The downgrade follows deterioration of ILAP's financial profile resulting from spot price volatility and pressured working capital driven by the extension of the electricity tariff stabilization mechanism. The sharp increase in international coal and fossil fuel prices has upwardly pressured spot prices, eroding ILAP's liquidity position via unfavorable price mismatches at injection and withdrawal nodes. Transmission congestion and ILAP's highly contracted position compared to its generation profile have amplified the financial margin declines.
The Rating Watch Negative reflects the potential for further negative rating action should cash generation be insufficient to cover the next debt service due in January 2023 and liquidity keep deteriorating, driven by detrimental market dynamics.
Higher-than-expected spot prices and decoupling costs that further erode project liquidity by significantly depleting the reserve account would trigger further downgrades, while generation of cash that is adequate to cover debt service without further drawing upon reserves could lead to rating stabilization.
The rating for ILAP's portfolio of two windfarms in Chile, San Juan (81% of total generation capacity) and Totoral (19%), reflects its mostly contracted position, averaging 73% of its revenues contracted with distribution companies (DisCos) through regulated, fixed-priced, long-term power purchase agreements (PPAs) and short-term bilateral PPAs through 2033. The transaction is exposed to profitability erosion risk due to varying prices between the energy injection node and the DisCo withdrawal node, which is expected to be mitigated over the medium term due to transmission network expansions.
The rating is not limited by counterparty risk, as the projects' most relevant counterparties are either investment grade or DisCos under regulated PPAs, which benefit from protective regulatory step-in provisions. The transaction will also have a mostly merchant tail once the regulated PPAs expire in 2033, although this is somewhat mitigated by the long remaining useful life of the larger plant, San Juan, which Fitch assumes will end in 2042 (25 years total). Together, both farms have a P90/P50 differential of 13%, indicating moderate wind resource variability, and have performed at around P50 in most years. The windfarms have some curtailment risk, which is expected to persist going forward.

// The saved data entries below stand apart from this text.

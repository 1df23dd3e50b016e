#![allow(dead_code)]

use bookstore::infrastructure::persistence::{
    InMemoryCatalogRepository, InMemoryPurchaseRepository,
};
use bookstore::infrastructure::storage::LocalBookStorage;
use bookstore::state::AppState;
use serde_json::{Value, json};
use std::sync::Arc;
use tempfile::TempDir;

pub const TRENDING_DEFAULT_COUNT: usize = 3;

/// Five books across three categories; `history` and `business` are empty.
pub const CATALOG_JSON: &str = r#"{
  "books": [
    {"id": 1, "name": "The Pragmatic Programmer", "description": "Journey to mastery",
     "image_file_name": "pragmatic.jpg", "price_usd": 39.99, "topic": "technology",
     "average_rating": 4.6, "file_name": "pragmatic.pdf"},
    {"id": 2, "name": "Dune", "description": "Desert planet",
     "image_file_name": "dune.jpg", "price_usd": 9.99, "topic": "fiction",
     "average_rating": 4.8, "file_name": "dune.epub"},
    {"id": 3, "name": "A Brief History of Time", "description": "Cosmology for everyone",
     "image_file_name": "brief-history.jpg", "price_usd": 18.5, "topic": "science",
     "average_rating": 4.6, "file_name": "brief-history.pdf"},
    {"id": 4, "name": "Neuromancer", "description": "Cyberpunk classic",
     "image_file_name": "neuromancer.jpg", "price_usd": 12.0, "topic": "fiction",
     "average_rating": 4.1, "file_name": "neuromancer.epub"},
    {"id": 5, "name": "Rust in Action", "description": "Systems programming",
     "image_file_name": "rust-in-action.jpg", "price_usd": 44.99, "topic": "technology",
     "average_rating": 4.4, "file_name": "missing-on-disk.pdf"}
  ]
}"#;

/// State plus the temporary books directory it reads from.
///
/// The directory is removed when this value is dropped, so keep it alive for
/// the whole test.
pub struct TestContext {
    pub state: AppState,
    pub books_dir: TempDir,
}

pub fn create_test_state(download_requires_receipt: bool) -> TestContext {
    let catalog = InMemoryCatalogRepository::from_json(CATALOG_JSON).unwrap();

    let books_dir = tempfile::tempdir().unwrap();
    for (file_name, contents) in [
        ("pragmatic.pdf", b"%PDF-pragmatic".as_slice()),
        ("dune.epub", b"spice must flow".as_slice()),
        ("brief-history.pdf", b"%PDF-cosmos".as_slice()),
        ("neuromancer.epub", b"cyberspace".as_slice()),
    ] {
        std::fs::write(books_dir.path().join(file_name), contents).unwrap();
    }

    let state = AppState::new(
        Arc::new(catalog),
        Arc::new(InMemoryPurchaseRepository::new()),
        Arc::new(LocalBookStorage::new(books_dir.path())),
        TRENDING_DEFAULT_COUNT,
        download_requires_receipt,
    );

    TestContext { state, books_dir }
}

pub fn valid_checkout_body(book_ids: &[i64]) -> Value {
    json!({
        "first_name": "Ada",
        "last_name": "Lovelace",
        "billing_address": {
            "street": "12 St James's Square",
            "city": "London",
            "postal_code": "SW1Y 4JH",
            "country": "GB"
        },
        "credit_card": {
            "number": "4111 1111 1111 1111",
            "expiration": "12/2099",
            "security_code": "123"
        },
        "book_ids": book_ids
    })
}
//! Purchase receipt code generation and shape checks.
//!
//! Receipt codes are random, URL-safe tokens handed to the buyer at checkout
//! and presented again to download purchased books.

use base64::Engine as _;

/// Length of random bytes before base64 encoding.
const RECEIPT_LENGTH_BYTES: usize = 12;

/// Length of an encoded receipt code.
pub const RECEIPT_CODE_LENGTH: usize = 16;

/// Generates a cryptographically secure random receipt code.
///
/// Uses `getrandom` for entropy and encodes the result as URL-safe base64
/// without padding, producing a 16-character code.
///
/// # Errors
///
/// Returns the `getrandom` error if the system random number generator fails.
///
/// # Examples
///
/// ```ignore
/// let code = generate_receipt_code()?;
/// assert_eq!(code.len(), 16);
/// ```
pub fn generate_receipt_code() -> Result<String, getrandom::Error> {
    let mut buffer = [0u8; RECEIPT_LENGTH_BYTES];
    getrandom::fill(&mut buffer)?;

    Ok(base64::engine::general_purpose::URL_SAFE_NO_PAD.encode(buffer))
}

/// Returns true if `code` has the shape of a generated receipt code.
///
/// Used to reject garbage before looking anything up.
pub fn is_well_formed_receipt(code: &str) -> bool {
    code.len() == RECEIPT_CODE_LENGTH
        && code
            .chars()
            .all(|c| c.is_ascii_alphanumeric() || c == '-' || c == '_')
}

Both farms have presented an adequate operating track record and benefit from long-term, fixed-price service and availability agreements with Vestas Chile, guaranteed by Vestas Wind Systems A/S, which is considered an experienced O&M contractor. The overall debt structure is solid, with a mandatory amortization schedule complemented by a partial cash sweep up to a target debt balance. Refinancing risk exists by way of a balloon payment that is expected to be equal to roughly 16% of the original value of the notes under Fitch's cases.
Under Fitch's rating case, debt service coverage ratios (DSCRs) are no longer commensurate with the previous rating of 'BB+', with an expected rating case DSCR of 0.5x for the second half of 2022, which implies the use of reserves will be critical, and an average and minimum rating case DSCRs of 1.2x and 0.9x, respectively from 2023 onward.
KEY RATING DRIVERS
Robust O&M Agreement Provides Comfort (Operation Risk - Midrange): Vestas Chile, which is supported by a guarantee of its parent company, Vestas Wind Systems A/S, is a provider of equipment and O&M contracts and has a long and proven track record with the plants' technology. The plants benefit from a comprehensive service and availability agreement (SAA) with fixed and defined costs, including scheduled and unscheduled maintenance covering the majority of the life of the debt.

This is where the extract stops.